Segment Start: INPUT DATA
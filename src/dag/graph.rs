// src/dag/graph.rs

use std::collections::HashMap;

use petgraph::Direction;
use petgraph::graph::{DiGraph, NodeIndex};

use crate::engine::TaskId;

/// Directed dependency graph keyed by task ID.
///
/// Edges point from a dependency to its dependent, so for "B depends on A"
/// we store `A -> B`. Both directions are available through petgraph's
/// incoming/outgoing adjacency.
///
/// Construction is permissive:
/// - edges referencing unseen IDs create the missing nodes
/// - re-adding an existing edge is a no-op
/// - cycle-creating edges are accepted; use
///   [`DependencyGraph::detect_circular_dependencies`] to validate
#[derive(Debug, Clone, Default)]
pub struct DependencyGraph {
    graph: DiGraph<TaskId, ()>,
    index: HashMap<TaskId, NodeIndex>,
}

impl DependencyGraph {
    pub fn new() -> Self {
        Self::default()
    }

    /// Build a graph from `(task, deps)` pairs, in iteration order.
    pub fn from_edges<'a, I, D>(tasks: I) -> Self
    where
        I: IntoIterator<Item = (&'a str, D)>,
        D: IntoIterator<Item = &'a str>,
    {
        let mut graph = Self::new();
        for (task, deps) in tasks {
            graph.add_node(task);
            for dep in deps {
                graph.add_dependency(task, dep);
            }
        }
        graph
    }

    /// Add a node if it is not already present.
    pub fn add_node(&mut self, id: &str) {
        self.ensure_node(id);
    }

    /// Record that `dependent` depends on `dependency`.
    ///
    /// Missing nodes are created. Adding the same edge twice leaves the graph
    /// unchanged.
    pub fn add_dependency(&mut self, dependent: &str, dependency: &str) {
        let to = self.ensure_node(dependent);
        let from = self.ensure_node(dependency);

        if self.graph.find_edge(from, to).is_none() {
            self.graph.add_edge(from, to, ());
        }
    }

    pub fn contains(&self, id: &str) -> bool {
        self.index.contains_key(id)
    }

    pub fn len(&self) -> usize {
        self.graph.node_count()
    }

    pub fn is_empty(&self) -> bool {
        self.graph.node_count() == 0
    }

    pub fn edge_count(&self) -> usize {
        self.graph.edge_count()
    }

    /// All task IDs, in insertion order.
    pub fn nodes(&self) -> impl Iterator<Item = &str> {
        self.graph.node_weights().map(|s| s.as_str())
    }

    /// Immediate dependencies of a task, in the order the edges were added.
    pub fn dependencies_of(&self, id: &str) -> Vec<&str> {
        self.neighbors(id, Direction::Incoming)
    }

    /// Immediate dependents of a task, in the order the edges were added.
    pub fn dependents_of(&self, id: &str) -> Vec<&str> {
        self.neighbors(id, Direction::Outgoing)
    }

    /// Tasks with no dependencies.
    pub fn roots(&self) -> Vec<&str> {
        self.graph
            .node_indices()
            .filter(|&idx| {
                self.graph
                    .neighbors_directed(idx, Direction::Incoming)
                    .next()
                    .is_none()
            })
            .map(|idx| self.graph[idx].as_str())
            .collect()
    }

    pub(crate) fn inner(&self) -> &DiGraph<TaskId, ()> {
        &self.graph
    }

    fn ensure_node(&mut self, id: &str) -> NodeIndex {
        if let Some(&idx) = self.index.get(id) {
            return idx;
        }
        let idx = self.graph.add_node(id.to_string());
        self.index.insert(id.to_string(), idx);
        idx
    }

    fn neighbors(&self, id: &str, dir: Direction) -> Vec<&str> {
        let Some(&idx) = self.index.get(id) else {
            return Vec::new();
        };

        // petgraph yields the most recently added edge first.
        let mut out: Vec<&str> = self
            .graph
            .neighbors_directed(idx, dir)
            .map(|n| self.graph[n].as_str())
            .collect();
        out.reverse();
        out
    }
}

#[cfg(test)]
mod tests {
    use super::*;

    #[test]
    fn add_dependency_creates_missing_nodes() {
        let mut g = DependencyGraph::new();
        g.add_dependency("B", "A");

        assert!(g.contains("A"));
        assert!(g.contains("B"));
        assert_eq!(g.dependencies_of("B"), vec!["A"]);
        assert_eq!(g.dependents_of("A"), vec!["B"]);
    }

    #[test]
    fn add_dependency_is_idempotent() {
        let mut once = DependencyGraph::new();
        once.add_dependency("B", "A");

        let mut twice = DependencyGraph::new();
        twice.add_dependency("B", "A");
        twice.add_dependency("B", "A");

        assert_eq!(once.edge_count(), twice.edge_count());
        assert_eq!(twice.dependencies_of("B"), vec!["A"]);
        assert_eq!(twice.dependents_of("A"), vec!["B"]);
    }

    #[test]
    fn neighbours_keep_insertion_order() {
        let mut g = DependencyGraph::new();
        g.add_dependency("D", "A");
        g.add_dependency("D", "C");
        g.add_dependency("D", "B");

        assert_eq!(g.dependencies_of("D"), vec!["A", "C", "B"]);
        assert_eq!(g.nodes().collect::<Vec<_>>(), vec!["D", "A", "C", "B"]);
    }

    #[test]
    fn unknown_ids_return_empty() {
        let g = DependencyGraph::new();
        assert!(g.dependencies_of("nope").is_empty());
        assert!(g.dependents_of("nope").is_empty());
        assert!(g.is_empty());
    }

    #[test]
    fn cycle_edges_are_accepted() {
        let mut g = DependencyGraph::new();
        g.add_dependency("A", "B");
        g.add_dependency("B", "A");
        assert_eq!(g.edge_count(), 2);
    }

    #[test]
    fn roots_are_nodes_without_dependencies() {
        let g = DependencyGraph::from_edges([("A", vec![]), ("B", vec!["A"]), ("C", vec![])]);
        assert_eq!(g.roots(), vec!["A", "C"]);
    }
}
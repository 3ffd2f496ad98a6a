// src/cli.rs

//! CLI argument parsing using `clap`.

use clap::{Parser, ValueEnum};

/// Command-line arguments for `taskorch`.
#[derive(Debug, Clone, Parser)]
#[command(
    name = "taskorch",
    version,
    about = "Run a plan of dependent tasks with priority dispatch and verification.",
    long_about = None
)]
pub struct CliArgs {
    /// Path to the plan file (TOML).
    #[arg(long, value_name = "PATH", default_value = "Taskorch.toml")]
    pub plan: String,

    /// Parse + validate, print order, levels, critical path and cycles, but
    /// don't execute any commands.
    #[arg(long)]
    pub dry_run: bool,

    /// Logging level (error, warn, info, debug, trace).
    ///
    /// If omitted, `TASKORCH_LOG` or a default level will be used.
    #[arg(long, value_enum, value_name = "LEVEL")]
    pub log_level: Option<LogLevel>,

    /// Override `[config].max_parallel` from the plan.
    #[arg(long, value_name = "N", value_parser = clap::value_parser!(u16).range(1..))]
    pub max_parallel: Option<u16>,
}

/// Log level as exposed on the CLI.
#[derive(Debug, Copy, Clone, ValueEnum)]
pub enum LogLevel {
    Error,
    Warn,
    Info,
    Debug,
    Trace,
}

/// Convenience wrapper around `CliArgs::parse()`.
pub fn parse() -> CliArgs {
    CliArgs::parse()
}

#[cfg(test)]
mod tests {
    use super::*;

    #[test]
    fn defaults() {
        let args = CliArgs::try_parse_from(["taskorch"]).unwrap();
        assert_eq!(args.plan, "Taskorch.toml");
        assert!(!args.dry_run);
        assert!(args.max_parallel.is_none());
    }

    #[test]
    fn rejects_zero_parallelism() {
        assert!(CliArgs::try_parse_from(["taskorch", "--max-parallel", "0"]).is_err());
        let args = CliArgs::try_parse_from(["taskorch", "--max-parallel", "4"]).unwrap();
        assert_eq!(args.max_parallel, Some(4));
    }
}
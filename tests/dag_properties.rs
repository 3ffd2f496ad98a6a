// tests/dag_properties.rs

use std::collections::{HashMap, HashSet};

use proptest::prelude::*;
use taskorch::dag::{DependencyGraph, ReadinessCalculator};

/// Random acyclic graph: task N may only depend on tasks 0..N-1.
fn dag_strategy(max_tasks: usize) -> impl Strategy<Value = DependencyGraph> {
    (1..=max_tasks).prop_flat_map(|num_tasks| {
        proptest::collection::vec(
            proptest::collection::vec(any::<usize>(), 0..num_tasks),
            num_tasks,
        )
        .prop_map(move |raw_deps| {
            let mut graph = DependencyGraph::new();
            for (i, potential) in raw_deps.into_iter().enumerate() {
                let id = format!("task_{i}");
                graph.add_node(&id);
                if i == 0 {
                    continue;
                }
                let deps: HashSet<usize> = potential.into_iter().map(|d| d % i).collect();
                for dep in deps {
                    graph.add_dependency(&id, &format!("task_{dep}"));
                }
            }
            graph
        })
    })
}

proptest! {
    #[test]
    fn topological_order_respects_every_edge(graph in dag_strategy(12)) {
        let order = graph.topological_sort();
        prop_assert_eq!(order.len(), graph.len());

        let position: HashMap<&str, usize> = order
            .iter()
            .enumerate()
            .map(|(i, id)| (id.as_str(), i))
            .collect();
        for id in graph.nodes() {
            for dep in graph.dependencies_of(id) {
                prop_assert!(position[dep] < position[id], "{} must precede {}", dep, id);
            }
        }
        prop_assert!(!graph.has_circular_dependencies());
    }

    #[test]
    fn parallel_levels_partition_the_graph(graph in dag_strategy(12)) {
        let levels = graph.parallel_levels();
        let flattened: Vec<&String> = levels.iter().flatten().collect();
        prop_assert_eq!(flattened.len(), graph.len());

        let level_of: HashMap<&str, usize> = levels
            .iter()
            .enumerate()
            .flat_map(|(depth, level)| level.iter().map(move |id| (id.as_str(), depth)))
            .collect();
        for id in graph.nodes() {
            for dep in graph.dependencies_of(id) {
                prop_assert!(level_of[dep] < level_of[id]);
            }
        }
        prop_assert_eq!(graph.critical_path().len(), levels.len());
    }

    #[test]
    fn adding_an_existing_dependency_changes_nothing(graph in dag_strategy(8)) {
        let mut again = graph.clone();
        let edges: Vec<(String, String)> = graph
            .nodes()
            .flat_map(|id| {
                graph
                    .dependencies_of(id)
                    .into_iter()
                    .map(move |dep| (id.to_string(), dep.to_string()))
            })
            .collect();
        for (id, dep) in &edges {
            again.add_dependency(id, dep);
        }
        prop_assert_eq!(again.edge_count(), graph.edge_count());
        prop_assert_eq!(again.topological_sort(), graph.topological_sort());
    }

    #[test]
    fn incremental_readiness_matches_full_recompute(
        graph in dag_strategy(10),
        outcomes in proptest::collection::vec(any::<bool>(), 10),
    ) {
        let mut incremental = ReadinessCalculator::new(graph.clone());
        incremental.recompute_all();

        let mut completed = Vec::new();
        let mut failed = Vec::new();
        // Settle tasks in topological order; a task only settles once ready.
        for (i, id) in graph.topological_sort().into_iter().enumerate() {
            if !incremental.readiness(&id).is_some_and(|r| r.is_ready()) {
                continue;
            }
            incremental.on_task_started(&id);
            if outcomes[i % outcomes.len()] {
                incremental.on_task_completed(&id);
                completed.push(id);
            } else {
                incremental.on_task_failed(&id);
                failed.push(id);
            }
        }

        let mut full = ReadinessCalculator::new(graph.clone());
        full.initialize_from_state(completed, failed, Vec::new());

        for id in graph.nodes() {
            let lhs = incremental.readiness(id).map(|r| r.state);
            let rhs = full.readiness(id).map(|r| r.state);
            prop_assert_eq!(lhs, rhs, "readiness differs for {}", id);
        }
    }
}
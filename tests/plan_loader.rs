// tests/plan_loader.rs

use std::fs;
use std::time::Duration;

use tempfile::TempDir;

use taskorch::config::{default_config_path, load_and_validate, load_from_path};
use taskorch::errors::TaskorchError;

type TestResult = Result<(), Box<dyn std::error::Error>>;

fn write_plan(dir: &TempDir, contents: &str) -> std::path::PathBuf {
    let path = dir.path().join("Taskorch.toml");
    fs::write(&path, contents).expect("write plan");
    path
}

#[test]
fn loads_full_plan_with_defaults() -> TestResult {
    let dir = TempDir::new()?;
    let path = write_plan(
        &dir,
        r#"
        [verification]
        stability_window = "750ms"
        test_cmd = "cargo test"

        [task.schema]
        cmd = "./gen-schema.sh"
        artifacts = ["schema/api.json"]

        [task.api]
        cmd = "./build-api.sh"
        after = ["schema"]
        priority = 10

        [[task.api.acceptance]]
        id = "handlers"
        description = "handlers compiled"
        patterns = ["src/api/**/*.rs"]
        "#,
    );

    let plan = load_and_validate(&path)?;

    assert_eq!(plan.config.max_parallel, 1);
    assert_eq!(plan.verification.stability_window, Duration::from_millis(750));
    assert_eq!(plan.verification.max_retries, 2);
    assert_eq!(plan.verification.test_cmd.as_deref(), Some("cargo test"));
    assert_eq!(plan.task["api"].priority, 10);
    assert_eq!(plan.task["api"].acceptance[0].id, "handlers");
    assert_eq!(plan.graph().topological_sort(), vec!["schema", "api"]);
    Ok(())
}

#[test]
fn rejects_dependency_cycle() -> TestResult {
    let dir = TempDir::new()?;
    let path = write_plan(
        &dir,
        r#"
        [task.a]
        after = ["c"]
        [task.b]
        after = ["a"]
        [task.c]
        after = ["b"]
        "#,
    );

    // Parsing alone succeeds; validation finds the cycle.
    assert_eq!(load_from_path(&path)?.task.len(), 3);
    match load_and_validate(&path) {
        Err(TaskorchError::DagCycle(msg)) => {
            for id in ["a", "b", "c"] {
                assert!(msg.contains(id), "cycle message {msg:?} should name {id}");
            }
        }
        other => panic!("expected cycle error, got {other:?}"),
    }
    Ok(())
}

#[test]
fn rejects_unknown_dependency() -> TestResult {
    let dir = TempDir::new()?;
    let path = write_plan(
        &dir,
        r#"
        [task.a]
        after = ["ghost"]
        "#,
    );

    match load_and_validate(&path) {
        Err(TaskorchError::ConfigError(msg)) => assert!(msg.contains("ghost")),
        other => panic!("expected config error, got {other:?}"),
    }
    Ok(())
}

#[test]
fn rejects_bad_stability_window() -> TestResult {
    let dir = TempDir::new()?;
    let path = write_plan(
        &dir,
        r#"
        [verification]
        stability_window = "soon"

        [task.a]
        cmd = "true"
        "#,
    );

    assert!(matches!(
        load_and_validate(&path),
        Err(TaskorchError::ConfigError(_))
    ));
    Ok(())
}

#[test]
fn malformed_toml_is_a_toml_error() -> TestResult {
    let dir = TempDir::new()?;
    let path = write_plan(&dir, "[task.a\ncmd = ");

    assert!(matches!(
        load_from_path(&path),
        Err(TaskorchError::TomlError(_))
    ));
    Ok(())
}

#[test]
fn missing_file_is_an_io_error() -> TestResult {
    let dir = TempDir::new()?;
    let missing = dir.path().join("nope.toml");

    assert!(matches!(
        load_and_validate(&missing),
        Err(TaskorchError::IoError(_))
    ));
    Ok(())
}

#[test]
fn default_path_is_taskorch_toml() {
    assert_eq!(default_config_path(), std::path::PathBuf::from("Taskorch.toml"));
}
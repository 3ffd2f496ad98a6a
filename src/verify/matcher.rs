// src/verify/matcher.rs

//! Acceptance-criteria matching.

use anyhow::{Context, Result};
use globset::{Glob, GlobSet, GlobSetBuilder};
use tracing::warn;

use crate::verify::{AcceptanceCriterion, CriterionResult};

/// Decides, per criterion, whether the changed artifacts satisfy it.
///
/// Implementations must return exactly one result per criterion, in input
/// order.
pub trait CriteriaMatcher: Send + Sync {
    fn match_criteria(
        &self,
        criteria: &[AcceptanceCriterion],
        changed_files: &[String],
    ) -> Vec<CriterionResult>;
}

/// Default matcher: a criterion is satisfied when any changed file matches
/// any of its glob patterns.
///
/// A criterion without patterns is satisfied by any change at all. A
/// criterion with an invalid pattern is never satisfied.
#[derive(Debug, Clone, Copy, Default)]
pub struct GlobMatcher;

impl CriteriaMatcher for GlobMatcher {
    fn match_criteria(
        &self,
        criteria: &[AcceptanceCriterion],
        changed_files: &[String],
    ) -> Vec<CriterionResult> {
        criteria
            .iter()
            .map(|criterion| match_one(criterion, changed_files))
            .collect()
    }
}

fn match_one(criterion: &AcceptanceCriterion, changed_files: &[String]) -> CriterionResult {
    if criterion.patterns.is_empty() {
        return CriterionResult {
            criterion_id: criterion.id.clone(),
            satisfied: !changed_files.is_empty(),
            matched_files: changed_files.to_vec(),
        };
    }

    let set = match build_globset(&criterion.patterns) {
        Ok(set) => set,
        Err(err) => {
            warn!(criterion = %criterion.id, error = %err, "unusable acceptance pattern");
            return CriterionResult {
                criterion_id: criterion.id.clone(),
                satisfied: false,
                matched_files: Vec::new(),
            };
        }
    };

    let matched_files: Vec<String> = changed_files
        .iter()
        .filter(|path| set.is_match(normalize(path)))
        .cloned()
        .collect();

    CriterionResult {
        criterion_id: criterion.id.clone(),
        satisfied: !matched_files.is_empty(),
        matched_files,
    }
}

fn normalize(path: &str) -> String {
    path.replace('\\', "/")
}

fn build_globset(patterns: &[String]) -> Result<GlobSet> {
    let mut builder = GlobSetBuilder::new();
    for pat in patterns {
        let glob = Glob::new(pat).with_context(|| format!("invalid glob pattern: {pat}"))?;
        builder.add(glob);
    }
    Ok(builder.build()?)
}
Segment End: INPUT DATA
- YOUR INSTRUCTIONS
Wherever the line holding "are accepted; use" falls in the entries above, copy exactly from it through the line holding "pub fn is_empty(&self)", inclusive, and add nothing.

- COMPLETED TASK
/// - cycle-creating edges are accepted; use
///   [`DependencyGraph::detect_circular_dependencies`] to validate
#[derive(Debug, Clone, Default)]
pub struct DependencyGraph {
    graph: DiGraph<TaskId, ()>,
    index: HashMap<TaskId, NodeIndex>,
}

impl DependencyGraph {
    pub fn new() -> Self {
        Self::default()
    }

    /// Build a graph from `(task, deps)` pairs, in iteration order.
    pub fn from_edges<'a, I, D>(tasks: I) -> Self
    where
        I: IntoIterator<Item = (&'a str, D)>,
        D: IntoIterator<Item = &'a str>,
    {
        let mut graph = Self::new();
        for (task, deps) in tasks {
            graph.add_node(task);
            for dep in deps {
                graph.add_dependency(task, dep);
            }
        }
        graph
    }

    /// Add a node if it is not already present.
    pub fn add_node(&mut self, id: &str) {
        self.ensure_node(id);
    }

    /// Record that `dependent` depends on `dependency`.
    ///
    /// Missing nodes are created. Adding the same edge twice leaves the graph
    /// unchanged.
    pub fn add_dependency(&mut self, dependent: &str, dependency: &str) {
        let to = self.ensure_node(dependent);
        let from = self.ensure_node(dependency);

        if self.graph.find_edge(from, to).is_none() {
            self.graph.add_edge(from, to, ());
        }
    }

    pub fn contains(&self, id: &str) -> bool {
        self.index.contains_key(id)
    }

    pub fn len(&self) -> usize {
        self.graph.node_count()
    }

    pub fn is_empty(&self) -> bool {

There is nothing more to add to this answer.